━━━━━ THE RECORDS ━━━━━

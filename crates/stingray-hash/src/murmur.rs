//! MurmurHash64A as used by the Stingray engine
//!
//! Resource names are hashed with seed 0. The 32-bit variant is the upper
//! half of the 64-bit hash, not a separate Murmur3 computation.

const M: u64 = 0xc6a4_a793_5bd1_e995;
const R: u32 = 47;

/// Compute MurmurHash64A of `data` with the given seed
///
/// # Examples
///
/// ```
/// use stingray_hash::murmur64a;
///
/// assert_eq!(murmur64a(b"", 0), 0);
/// ```
pub fn murmur64a(data: &[u8], seed: u64) -> u64 {
    let mut h = seed ^ (data.len() as u64).wrapping_mul(M);

    let mut chunks = data.chunks_exact(8);
    for chunk in &mut chunks {
        let mut bytes = [0u8; 8];
        bytes.copy_from_slice(chunk);
        let mut k = u64::from_le_bytes(bytes);

        k = k.wrapping_mul(M);
        k ^= k >> R;
        k = k.wrapping_mul(M);

        h ^= k;
        h = h.wrapping_mul(M);
    }

    let tail = chunks.remainder();
    if !tail.is_empty() {
        for (i, &byte) in tail.iter().enumerate() {
            h ^= u64::from(byte) << (8 * i);
        }
        h = h.wrapping_mul(M);
    }

    h ^= h >> R;
    h = h.wrapping_mul(M);
    h ^= h >> R;
    h
}

/// Hash a resource name to its 64-bit identifier
pub fn hash64(name: &str) -> u64 {
    murmur64a(name.as_bytes(), 0)
}

/// Hash a resource name to its 32-bit short identifier
pub fn hash32(name: &str) -> u32 {
    (hash64(name) >> 32) as u32
}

━━━━━

- WHAT IS REQUIRED
Looking back over the data above, restate word for word the lines that begin at the line with "let tail = chunks.remainder();" and end at the line with "its 64-bit identifier", inclusive.

- RESPONSE
    let tail = chunks.remainder();
    if !tail.is_empty() {
        for (i, &byte) in tail.iter().enumerate() {
            h ^= u64::from(byte) << (8 * i);
        }
        h = h.wrapping_mul(M);
    }

    h ^= h >> R;
    h = h.wrapping_mul(M);
    h ^= h >> R;
    h
}

/// Hash a resource name to its 64-bit identifier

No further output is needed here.